Steve Fowler, Fowler Associates, Inc.

At the 21st EOS/ESD Symposium Held in Orlando, Florida Meir Golane gave a paper on ESD Floor/Shoe System Characteristics. It was entitled: "Investigating the Performance of Conductive Thick Epoxy Floors." In Meir's paper he found that highly conductive soles on ESD shoes were best for controlling personnel voltages. This is the same conclusion reached by Larry Fromm, Bill Klein and me in our paper given in 1997 entitled, " Procedures for the Design, Analysis and Auditing of Static Control Flooring/Footwear Systems." Both papers describe the same conditions for the "perfect" ESD shoe. It should have a minimum resistance to ground through the body based on electrical safety. It should have a maximum resistance through the body of approximately 100 Meg Ohms for charge dissipation and drainage purposes. However, beyond these two requirements, the perfect ESD shoe must have a very low outer sole resistance to allow rapid recombination of charges as the person walks. Until now very few if any shoe soles could be conductive enough and non-marking.
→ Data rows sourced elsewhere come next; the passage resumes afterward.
//! # Scheduler
//!
//! Core scheduling logic for Tickos: task creation, ready/delay list
//! transitions, selection of the next task and the tick handler.
//!
//! ## Scheduling Algorithm
//!
//! - **Priority dominance**: the next task always comes from the highest
//!   priority level that has a ready task.
//! - **Round robin**: each selection rotates that level's cursor, so all
//!   tasks of one priority take turns. A task joining a ready list is
//!   placed right behind the cursor and is therefore selected within
//!   `n` consecutive selections at that level, where `n` is the list
//!   length after it joined.
//! - **Tick**: every tick wakes the tasks whose wake tick has been
//!   reached and then always requests a context switch, which gives
//!   tick-period time slicing between equal-priority tasks.
//!
//! ## Concurrency
//!
//! A `Scheduler` is plain data. Task-context operations bracket their
//! mutations with the nestable critical section in [`CriticalNesting`];
//! interrupt-context operations ([`Scheduler::advance_tick`],
//! [`Scheduler::select_next_task`]) use the save/restore mask of
//! [`sync::from_isr`]. Independent instances don't share anything, which
//! is how the host tests isolate themselves.

use core::marker::PhantomData;

use crate::config::{TickType, IDLE_PRIORITY, INITIAL_TICK_COUNT, MAX_PRIORITIES, MAX_TASKS};
use crate::delay::DelayManager;
use crate::error::{kernel_assert, InvariantViolation, KernelError};
use crate::list::{ListArena, NodeId};
use crate::port::Port;
use crate::ready::ReadyQueueSet;
use crate::sync::{self, CriticalNesting};
use crate::task::{
    stack_top, Priority, StackWord, TaskControlBlock, TaskEntry, TaskHandle, TaskLists, TaskState,
};

/// The kernel's entire mutable state.
pub struct Scheduler<P: Port> {
    /// Node arena plus every ready and delay list.
    lists: TaskLists,
    /// Application-supplied TCBs, indexed by task handle. Slots fill up in
    /// creation order and are never released.
    tasks: [Option<&'static mut TaskControlBlock>; MAX_TASKS],
    ready: ReadyQueueSet<P>,
    delays: DelayManager<P>,
    /// The dispatched task. Before start, the one that will run first.
    current: Option<TaskHandle>,
    task_count: usize,
    initial_tick: TickType,
    critical: CriticalNesting<P>,
    running: bool,
    _port: PhantomData<P>,
}

impl<P: Port> Scheduler<P> {
    pub const fn new() -> Self {
        Self::with_initial_tick_count(INITIAL_TICK_COUNT)
    }

    /// A scheduler whose tick counter starts at `tick` instead of
    /// [`INITIAL_TICK_COUNT`]. Useful for exercising wraparound early.
    pub const fn with_initial_tick_count(tick: TickType) -> Self {
        const NO_TASK: Option<&'static mut TaskControlBlock> = None;
        Self {
            lists: TaskLists::new(),
            tasks: [NO_TASK; MAX_TASKS],
            ready: ReadyQueueSet::new(),
            delays: DelayManager::new(tick),
            current: None,
            task_count: 0,
            initial_tick: tick,
            critical: CriticalNesting::new(),
            running: false,
            _port: PhantomData,
        }
    }

    /// Create a task from statically supplied buffers and make it ready.
    ///
    /// `stack_buffer` and `tcb_buffer` model the application's static
    /// memory; passing `None` rejects the creation, and so does a stack
    /// without room for the port's initial frame
    /// ([`Port::FRAME_WORDS`] words below the aligned top).
    /// An out-of-range `priority` is clamped to `MAX_PRIORITIES - 1`.
    ///
    /// Before the scheduler starts, if no task is selected yet or the new
    /// task's priority is at least that of the selected one, the new task
    /// becomes the selected task. Once running, the current task stays the
    /// one that is actually executing; a more urgent new task requests a
    /// context switch instead.
    pub fn create_task(
        &mut self,
        entry: TaskEntry,
        name: &str,
        args: *mut (),
        priority: Priority,
        stack_buffer: Option<&'static mut [StackWord]>,
        tcb_buffer: Option<&'static mut TaskControlBlock>,
    ) -> Result<TaskHandle, KernelError> {
        let stack = stack_buffer
            .filter(|stack| !stack.is_empty())
            .ok_or(KernelError::MissingStackBuffer)?;
        let tcb = tcb_buffer.ok_or(KernelError::MissingTaskBuffer)?;

        let top = stack_top(stack);
        let room = (top as usize).saturating_sub(stack.as_ptr() as usize)
            / core::mem::size_of::<StackWord>();
        if room < P::FRAME_WORDS {
            log::warn!(
                "task `{name}`: {} stack words leave no room for a {}-word frame",
                stack.len(),
                P::FRAME_WORDS
            );
            return Err(KernelError::StackTooSmall);
        }

        let priority = if priority >= MAX_PRIORITIES {
            log::warn!(
                "task `{name}`: priority {priority} out of range, clamped to {}",
                MAX_PRIORITIES - 1
            );
            MAX_PRIORITIES - 1
        } else {
            priority
        };

        self.critical.enter();

        let slot = self.task_count;
        if slot >= MAX_TASKS {
            self.critical.exit();
            return Err(KernelError::TaskTableFull);
        }
        let handle = TaskHandle(slot as u16);

        tcb.init(handle, name, priority, stack);
        // Safety: `top` points into `stack` with at least `FRAME_WORDS`
        // words of it below, all handed over for this task's exclusive use.
        tcb.stack_pointer = unsafe { P::init_stack_frame(top, entry, args) };

        let node = tcb.state_node();
        self.lists.init_node(node);
        self.lists.node_mut(node).set_owner(handle);

        self.task_count += 1;
        if self.task_count == 1 {
            self.initialise_task_lists();
        }

        // `current` must keep naming the dispatched task once running;
        // the dispatcher saves the outgoing context into it.
        let current_priority = self.current.map(|task| self.priority_of(task));
        let preempt = if self.running {
            current_priority.is_some_and(|current| current < priority)
        } else {
            if current_priority.map_or(true, |current| current <= priority) {
                self.current = Some(handle);
            }
            false
        };

        self.ready.insert(&mut self.lists, priority, node);

        log::debug!(
            "created task `{}` (slot {slot}, priority {priority}, {} stack words)",
            tcb.name_str(),
            tcb.stack_depth()
        );
        self.tasks[slot] = Some(tcb);

        self.critical.exit();

        if preempt {
            P::request_switch();
        }
        Ok(handle)
    }

    /// Create the idle task and reset the tick state, leaving the
    /// scheduler ready for the port to dispatch the selected task.
    ///
    /// The idle task runs at [`IDLE_PRIORITY`] from the given static
    /// memory and does nothing but yield.
    pub fn start_scheduler(
        &mut self,
        idle_stack: Option<&'static mut [StackWord]>,
        idle_tcb: Option<&'static mut TaskControlBlock>,
    ) -> Result<TaskHandle, KernelError> {
        let idle = self.create_task(
            idle_task::<P>,
            "IDLE",
            core::ptr::null_mut(),
            IDLE_PRIORITY,
            idle_stack,
            idle_tcb,
        )?;

        self.critical.enter();
        self.delays.reset(self.initial_tick);
        self.running = true;
        self.critical.exit();

        if let Some(first) = self.current_tcb() {
            log::debug!("scheduler started, first task `{}`", first.name_str());
        }
        Ok(idle)
    }

    /// Pick the task to run next and make it current.
    ///
    /// Scans for the highest occupied priority and rotates that ready
    /// list. Returns the new current task; the current task is kept if
    /// no task is ready at all.
    pub fn select_next_task(&mut self) -> Option<TaskHandle> {
        sync::from_isr::<P, _, _>(|| self.select_locked())
    }

    fn select_locked(&mut self) -> Option<TaskHandle> {
        match self.ready.select(&mut self.lists) {
            Some(next) => {
                if self.current != Some(next) {
                    log::trace!("switch to task slot {}", next.index());
                }
                self.current = Some(next);
            }
            None => kernel_assert!(P, false, InvariantViolation::NoReadyTask),
        }
        self.current
    }

    /// Dispatcher entry: store the outgoing task's saved stack pointer,
    /// select the next task and return its saved stack pointer.
    pub fn switch_context(&mut self, saved_sp: *mut StackWord) -> *mut StackWord {
        sync::from_isr::<P, _, _>(|| {
            if let Some(tcb) = self.current_tcb_mut() {
                tcb.stack_pointer = saved_sp;
            }
            self.select_locked();
            self.current_tcb().map_or(saved_sp, |tcb| tcb.stack_pointer)
        })
    }

    /// Move the current task from its ready list into a delay list for
    /// `ticks` ticks, then request a context switch.
    pub fn delay_current_task(&mut self, ticks: TickType) {
        self.critical.enter();
        if let Some(current) = self.current {
            self.delay_locked(current, ticks);
        }
        self.critical.exit();

        P::request_switch();
    }

    fn delay_locked(&mut self, task: TaskHandle, ticks: TickType) {
        let priority = self.priority_of(task);
        let node = task.node();
        let ready_list = ReadyQueueSet::<P>::list(priority);

        let container = self.lists.node(node).container();
        match self.lists.remove(node) {
            Some(remaining) if container == Some(ready_list) => {
                self.ready.note_removed(priority, remaining);
            }
            Some(_) => {}
            None => kernel_assert!(P, false, InvariantViolation::DetachedNodeRemoved),
        }

        let list = self.delays.insert(&mut self.lists, node, ticks);
        if let Some(tcb) = self.tcb_mut(task) {
            tcb.set_ticks_to_delay(ticks);
        }
        log::trace!(
            "task slot {} sleeps for {ticks} ticks ({list:?} list)",
            task.index()
        );
    }

    /// Tick handler. Advances time by one tick, moves every task whose
    /// wake tick has been reached back to its ready list and requests a
    /// context switch. Returns the number of tasks woken.
    pub fn advance_tick(&mut self) -> usize {
        let woken = sync::from_isr::<P, _, _>(|| self.tick_locked());
        P::request_switch();
        woken
    }

    fn tick_locked(&mut self) -> usize {
        self.delays.increment(&mut self.lists);

        let mut woken = 0;
        while let Some(node) = self.delays.pop_expired(&mut self.lists) {
            self.make_ready(node);
            woken += 1;
        }
        woken
    }

    fn make_ready(&mut self, node: NodeId) {
        let Some(task) = self.lists.node(node).owner() else {
            return;
        };
        let priority = self.priority_of(task);
        self.ready.insert(&mut self.lists, priority, node);
        log::trace!(
            "task slot {} woke at tick {}",
            task.index(),
            self.delays.tick_count()
        );
    }

    /// Voluntarily give up the CPU. The switch itself happens when the
    /// port services the request.
    pub fn yield_now(&self) {
        P::request_switch();
    }

    /// Enter a nestable task-level critical section.
    pub fn enter_critical(&mut self) {
        self.critical.enter();
    }

    /// Leave a task-level critical section.
    pub fn exit_critical(&mut self) {
        self.critical.exit();
    }

    fn initialise_task_lists(&mut self) {
        self.ready.init(&mut self.lists);
        self.delays.init(&mut self.lists);
    }

    fn priority_of(&self, task: TaskHandle) -> Priority {
        self.tcb(task).map_or(IDLE_PRIORITY, TaskControlBlock::priority)
    }

    fn tcb_mut(&mut self, task: TaskHandle) -> Option<&mut TaskControlBlock> {
        self.tasks.get_mut(task.index())?.as_deref_mut()
    }

    fn current_tcb_mut(&mut self) -> Option<&mut TaskControlBlock> {
        let current = self.current?;
        self.tcb_mut(current)
    }

    pub fn tcb(&self, task: TaskHandle) -> Option<&TaskControlBlock> {
        self.tasks.get(task.index())?.as_deref()
    }

    pub fn current_tcb(&self) -> Option<&TaskControlBlock> {
        self.tcb(self.current?)
    }

    pub fn current_task(&self) -> Option<TaskHandle> {
        self.current
    }

    /// Saved stack pointer of the current task, for the first dispatch.
    pub fn current_stack_pointer(&self) -> *mut StackWord {
        self.current_tcb()
            .map_or(core::ptr::null_mut(), |tcb| tcb.stack_pointer)
    }

    /// The list a task is currently queued in, as a state.
    pub fn task_state(&self, task: TaskHandle) -> Option<TaskState> {
        self.tcb(task)?;
        let list = self.lists.node(task.node()).container()?;
        if list.0 < MAX_PRIORITIES {
            Some(TaskState::Ready)
        } else {
            self.delays.classify(list).map(TaskState::Delayed)
        }
    }

    pub fn task_count(&self) -> usize {
        self.task_count
    }

    pub fn tick_count(&self) -> TickType {
        self.delays.tick_count()
    }

    pub fn next_unblock_tick(&self) -> TickType {
        self.delays.next_unblock()
    }

    /// How many times the tick counter has wrapped around.
    pub fn overflow_count(&self) -> u32 {
        self.delays.overflow_count()
    }

    /// Highest priority that currently has a ready task.
    pub fn top_ready_priority(&self) -> Option<Priority> {
        self.ready.top_priority()
    }

    /// Bitmap of priorities with at least one ready task.
    pub fn ready_priorities(&self) -> u32 {
        self.ready.occupancy()
    }

    /// Number of ready tasks at `priority`.
    pub fn ready_len(&self, priority: Priority) -> usize {
        if priority < MAX_PRIORITIES {
            self.lists.length(ReadyQueueSet::<P>::list(priority))
        } else {
            0
        }
    }

    pub fn critical_nesting(&self) -> usize {
        self.critical.depth()
    }

    pub fn is_running(&self) -> bool {
        self.running
    }
}

impl<P: Port> Default for Scheduler<P> {
    fn default() -> Self {
        Self::new()
    }
}

/// Body of the idle task: keep handing the CPU to anyone who wants it.
extern "C" fn idle_task<P: Port>(_: *mut ()) {
    loop {
        P::request_switch();
    }
}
Meir has developed a non-marking material for shoe outsoles. The following are important excerpts from and comments on his paper at the EOS/ESD Symposium.

Meir's Conclusions were:

Thick epoxy conductive floors are widely used throughout Europe in the Electronics industry. These floors have generally very good mechanical properties. They also look very good and are moderately priced. However it is difficult to predict a homogeneous distribution of the conductive fibers on the self-leveling top layer. It is material dependent but it is also greatly influenced by the person laying down the floor. The manufacturers of the original floors used in the field made the sample plates we have tested. Although they have been made with great care, the materials exhibited the same problems found in the field. The use of longer conductive fibers for a better contact or a higher loading of shorter fibers degrade the esthetical appearance of the floor and are not possible according to the manufacturers. The use of a more conductive PU sole material may help minimize the problem. The minimum 50 Kohm Rtg through the wearer should be taken into account when implementing this solution. The problem could not be discovered without using the walking test, which is an important functional test, when testing the performance of a conductive floor/footwear combination.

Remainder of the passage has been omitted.